While the issue of sovereign immunity was still under advisement in the Bankruptcy Court, in 2012 the Tribe and the Litigation Trustee reached a settlement, filed a motion to have the settlement approved and requested that the Bankruptcy Court hold off ruling on the Tribe's motion to dismiss pending a decision on the Settlement Motion. This Court approved the Settlement Agreement, which contained a claims bar order that was an important aspect of the Settlement Agreement. (In re Greektown Holdings, LLC, Case No. 12–12340, ECF No. 10, Opinion and Order Granting Corrected Motion for Order Approving Settlement Agreement.) The non-settling Defendants in the Adversary Proceeding, Maria Gatzaros, Ted Gatzaros, Dimitrios Papas and Viola Papas (“the Papas and Gatzaros Defendants), appealed the Court's Order approving the Settlement Agreement, objecting to the inclusion of the claims bar order. (In re Greektown, No. 12–12340, ECF No. 33, Notice of Appeal.) The Sixth Circuit reversed and remanded with instructions to this Court to reconsider the propriety and scope of the claims bar order. With the claims bar order under fire, the parties stipulated in this Court to withdraw the motion for an order approving the settlement and the case was dismissed. (In re Greektown, No. 12–12340, ECF Nos. 48, 49, Stipulation and Dismissal.) The parties thereafter agreed to voluntary mediation before Bankruptcy Chief Judge Phillip Shefferly in an effort to resolve all of the claims against the all of the remaining Defendants in the MUFTA Adversary Proceeding. Despite their efforts under Judge Shefferly's guidance, the parties were unable to achieve a settlement of the Adversary Proceeding. (Adv. Pro. ECF No. 449, Mediator's Certificate, 6/2/2014). To date, a global settlement has not been reached.

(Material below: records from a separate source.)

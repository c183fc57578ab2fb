//! Logging infrastructure using `tracing` and `tracing-subscriber`.
//!
//! All output of the generator and the reader is routed through `tracing`;
//! the table summaries printed at the end go to stdout.
//!
//! # Log Levels
//!
//! - `error`: failed tables, fatal errors
//! - `warn`: panels that could not be read, skipped tables
//! - `info`: per-table progress, run totals
//! - `debug`: statements, warehouse sessions
//! - `trace`: statement polling
//!
//! # Usage
//!
//! ```ignore
//! use kpi_cli::logging::{init_logging, LogConfig};
//!
//! let config = LogConfig::from_verbosity(1);
//! init_logging(&config).expect("init logging");
//! ```

use std::fs::OpenOptions;
use std::io;
use std::path::PathBuf;
use std::sync::Mutex;
use tracing::level_filters::LevelFilter;
use tracing_subscriber::{
    EnvFilter, Layer, Registry,
    fmt::{self, MakeWriter, format::FmtSpan},
    layer::SubscriberExt,
    util::SubscriberInitExt,
};

/// Crates whose events pass the default filter at the configured level.
const CRATE_TARGETS: [&str; 6] = [
    "kpi",
    "kpi_cli",
    "kpi_model",
    "kpi_report",
    "kpi_sql",
    "kpi_warehouse",
];

#[derive(Debug, Clone)]
pub struct LogConfig {
    /// Level for the `kpi` crates; dependencies stay at warn.
    pub level_filter: LevelFilter,
    /// Let `RUST_LOG` replace the configured level when set.
    pub use_env_filter: bool,
    pub with_timestamps: bool,
    /// Module path on each event.
    pub with_target: bool,
    /// Span close events, JSON output only.
    pub with_spans: bool,
    pub with_ansi: bool,
    pub format: LogFormat,
    /// Append to this file instead of stderr.
    pub log_file: Option<PathBuf>,
}

#[derive(Debug, Clone, Copy, Default, PartialEq, Eq)]
pub enum LogFormat {
    #[default]
    Pretty,
    /// One line per event.
    Compact,
    /// Newline-delimited JSON.
    Json,
}

impl Default for LogConfig {
    fn default() -> Self {
        Self {
            level_filter: LevelFilter::INFO,
            use_env_filter: true,
            with_timestamps: false,
            with_target: false,
            with_spans: true,
            with_ansi: true,
            format: LogFormat::default(),
            log_file: None,
        }
    }
}

impl LogConfig {
    /// Info without `-v`, debug with one, trace with more.
    #[must_use]
    pub fn from_verbosity(verbosity: u8) -> Self {
        let level_filter = match verbosity {
            0 => LevelFilter::INFO,
            1 => LevelFilter::DEBUG,
            _ => LevelFilter::TRACE,
        };
        Self {
            level_filter,
            ..Default::default()
        }
    }
}

/// Install the global subscriber, writing to `log_file` or stderr.
///
/// # Errors
///
/// Returns an error if the log file cannot be opened.
///
/// # Panics
///
/// Panics if a global subscriber is already set.
pub fn init_logging(config: &LogConfig) -> io::Result<()> {
    match &config.log_file {
        Some(path) => {
            let file = OpenOptions::new().create(true).append(true).open(path)?;
            init_logging_with_writer(config, Mutex::new(file));
        }
        None => init_logging_with_writer(config, io::stderr),
    }
    Ok(())
}

/// Install the global subscriber with a custom writer.
pub fn init_logging_with_writer<W>(config: &LogConfig, writer: W)
where
    W: for<'writer> MakeWriter<'writer> + Send + Sync + 'static,
{
    let filter = build_env_filter(config.level_filter, config.use_env_filter);
    tracing_subscriber::registry()
        .with(format_layer(config, writer).with_filter(filter))
        .init();
}

type BoxedLayer = Box<dyn Layer<Registry> + Send + Sync>;

fn format_layer<W>(config: &LogConfig, writer: W) -> BoxedLayer
where
    W: for<'writer> MakeWriter<'writer> + Send + Sync + 'static,
{
    let span_events = if config.with_spans {
        FmtSpan::CLOSE
    } else {
        FmtSpan::NONE
    };
    match config.format {
        LogFormat::Json => fmt::layer()
            .json()
            .with_writer(writer)
            .with_target(config.with_target)
            .with_span_events(span_events)
            .boxed(),
        LogFormat::Compact => {
            let layer = fmt::layer()
                .compact()
                .with_writer(writer)
                .with_ansi(config.with_ansi)
                .with_target(config.with_target);
            if config.with_timestamps {
                layer.boxed()
            } else {
                layer.without_time().boxed()
            }
        }
        LogFormat::Pretty => {
            let layer = fmt::layer()
                .with_writer(writer)
                .with_ansi(config.with_ansi)
                .with_target(config.with_target);
            if config.with_timestamps {
                layer.boxed()
            } else {
                layer.without_time().boxed()
            }
        }
    }
}

/// Default directives: our crates at `level`, everything else at warn.
pub fn default_directives(level: LevelFilter) -> String {
    let level = level.to_string().to_lowercase();
    let mut directives = vec!["warn".to_string()];
    directives.extend(CRATE_TARGETS.iter().map(|target| format!("{target}={level}")));
    directives.join(",")
}

fn build_env_filter(level: LevelFilter, use_env: bool) -> EnvFilter {
    let fallback = || EnvFilter::new(default_directives(level));
    if use_env {
        EnvFilter::try_from_default_env().unwrap_or_else(|_| fallback())
    } else {
        fallback()
    }
}

#[cfg(test)]
mod tests {
    use super::*;

    #[test]
    fn directives_cover_every_crate() {
        let directives = default_directives(LevelFilter::DEBUG);
        assert!(directives.starts_with("warn,"));
        assert!(directives.contains("kpi_sql=debug"));
        assert!(directives.contains("kpi_warehouse=debug"));
    }

    #[test]
    fn info_directives() {
        insta::assert_snapshot!(
            default_directives(LevelFilter::INFO),
            @"warn,kpi=info,kpi_cli=info,kpi_model=info,kpi_report=info,kpi_sql=info,kpi_warehouse=info"
        );
    }

    #[test]
    fn verbosity_maps_to_levels() {
        assert_eq!(LogConfig::from_verbosity(0).level_filter, LevelFilter::INFO);
        assert_eq!(LogConfig::from_verbosity(3).level_filter, LevelFilter::TRACE);
    }
}
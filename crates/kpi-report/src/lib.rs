//! Reader side of the PDL release comparison.
//!
//! Rebuilds table names from topic, field and country, loads the generated
//! tables through a [`kpi_warehouse::Warehouse`] and derives what the dashboard
//! shows:
//!
//! - **KPI**: coverage and profile counts per version.
//! - **Top values**: counts and shares of the top values by the new version.
//! - **Largest changes**: relative change from base to new, by magnitude.
//! - **Benchmarks**: topic-level OEWS/ACS and BLS comparisons.

pub mod benchmark;
pub mod derive;
pub mod error;
pub mod export;
pub mod panel;
pub mod table;

pub use benchmark::BenchmarkView;
pub use derive::{
    ChangeRow, ComparisonRow, ComparisonTable, DEGREE_ORDER, LongRow, NULL_LABEL, VersionColumn,
    change_rows, compute_pct_change, compute_percentages, order_by_degree, rank_by_abs_change,
    rank_top_n, reshape_wide_to_long,
};
pub use error::{ReportError, Result};
pub use export::{changes_frame, export_dashboard, long_frame, write_csv};
pub use panel::{
    BenchmarkPanel, ComparisonView, DEFAULT_CHANGE_LIMIT, Dashboard, FieldPanel, PanelError,
    ReportOptions, ReportScope, read_benchmark_panel, read_dashboard, read_field_panel,
    read_scope,
};
pub use table::{KpiMetric, KpiSummary, comparison_from_frame};
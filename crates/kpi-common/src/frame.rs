//! Polars DataFrame and AnyValue helpers.
//!
//! Warehouse result sets arrive either typed (CSV snapshots) or as strings (SQL
//! API), so numeric extraction accepts both.

use polars::prelude::*;

use crate::format::format_numeric;

/// Display text of a cell. Nulls are empty and floats drop trailing zeros.
///
/// # Examples
///
/// ```
/// use polars::prelude::AnyValue;
/// use kpi_common::any_to_string;
///
/// assert_eq!(any_to_string(AnyValue::Null), "");
/// assert_eq!(any_to_string(AnyValue::Int32(42)), "42");
/// assert_eq!(any_to_string(AnyValue::String("Doctorate")), "Doctorate");
/// ```
pub fn any_to_string(value: AnyValue<'_>) -> String {
    match value {
        AnyValue::Null => String::new(),
        AnyValue::String(s) => s.to_string(),
        AnyValue::StringOwned(s) => s.to_string(),
        AnyValue::Float32(v) => format_numeric(f64::from(v)),
        AnyValue::Float64(v) => format_numeric(v),
        other => other.to_string(),
    }
}

/// Numeric value of a cell; strings are parsed, nulls and booleans are `None`.
pub fn any_to_f64(value: AnyValue<'_>) -> Option<f64> {
    match value {
        AnyValue::Null | AnyValue::Boolean(_) => None,
        AnyValue::String(s) => parse_f64(s),
        AnyValue::StringOwned(s) => parse_f64(&s),
        other => other.extract::<f64>(),
    }
}

/// `None` for blank or unparsable text.
pub fn parse_f64(value: &str) -> Option<f64> {
    value.trim().parse::<f64>().ok()
}

/// Finds a column by name, ignoring ASCII case.
///
/// The warehouse upper-cases unquoted identifiers while CSV exports may not.
pub fn find_column<'a>(df: &'a DataFrame, name: &str) -> Option<&'a Column> {
    df.get_columns()
        .iter()
        .find(|column| column.name().as_str().eq_ignore_ascii_case(name))
}

/// Lower-cased column names, in frame order.
pub fn column_names_lower(df: &DataFrame) -> Vec<String> {
    df.get_columns()
        .iter()
        .map(|column| column.name().as_str().to_ascii_lowercase())
        .collect()
}

#[cfg(test)]
mod tests {
    use super::*;

    fn frame() -> DataFrame {
        DataFrame::new(vec![
            Series::new("FIELD_VALUE".into(), &["a", "b"]).into_column(),
            Series::new("CNT_V5_OCT25".into(), &[1i64, 2]).into_column(),
        ])
        .unwrap()
    }

    #[test]
    fn test_any_to_string_null() {
        assert_eq!(any_to_string(AnyValue::Null), "");
    }

    #[test]
    fn test_any_to_string_floats() {
        assert_eq!(any_to_string(AnyValue::Float64(1.5)), "1.5");
        assert_eq!(any_to_string(AnyValue::Float64(1.0)), "1");
    }

    #[test]
    fn test_any_to_f64() {
        assert_eq!(any_to_f64(AnyValue::Null), None);
        assert_eq!(any_to_f64(AnyValue::Int64(42)), Some(42.0));
        assert_eq!(any_to_f64(AnyValue::String("0.25")), Some(0.25));
        assert_eq!(any_to_f64(AnyValue::String("n/a")), None);
    }

    #[test]
    fn test_parse_f64() {
        assert_eq!(parse_f64(""), None);
        assert_eq!(parse_f64("  3.5  "), Some(3.5));
    }

    #[test]
    fn test_find_column_ignores_case() {
        let df = frame();
        assert!(find_column(&df, "cnt_v5_oct25").is_some());
        assert!(find_column(&df, "cnt_v5_jan26").is_none());
    }

    #[test]
    fn test_column_names_lower() {
        assert_eq!(
            column_names_lower(&frame()),
            vec!["field_value".to_string(), "cnt_v5_oct25".to_string()]
        );
    }
}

On June 9, 2015, with settlement negotiations at a standstill, the Tribe renewed its 2010 motion to dismiss on the grounds of sovereign immunity. (Adv. Pro. ECF No. 453, Renewed and Supplemented Motion to Dismiss Adversary Proceeding Re: Sovereign Immunity.) On June 27, 2015, the Litigation Trustee responded and opposed the motion. (Adv. Pro. ECF No. 463.)3 The Tribe replied (Adv. Pro. ECF No. 469) and the Bankruptcy Court heard oral argument on July 21, 2014.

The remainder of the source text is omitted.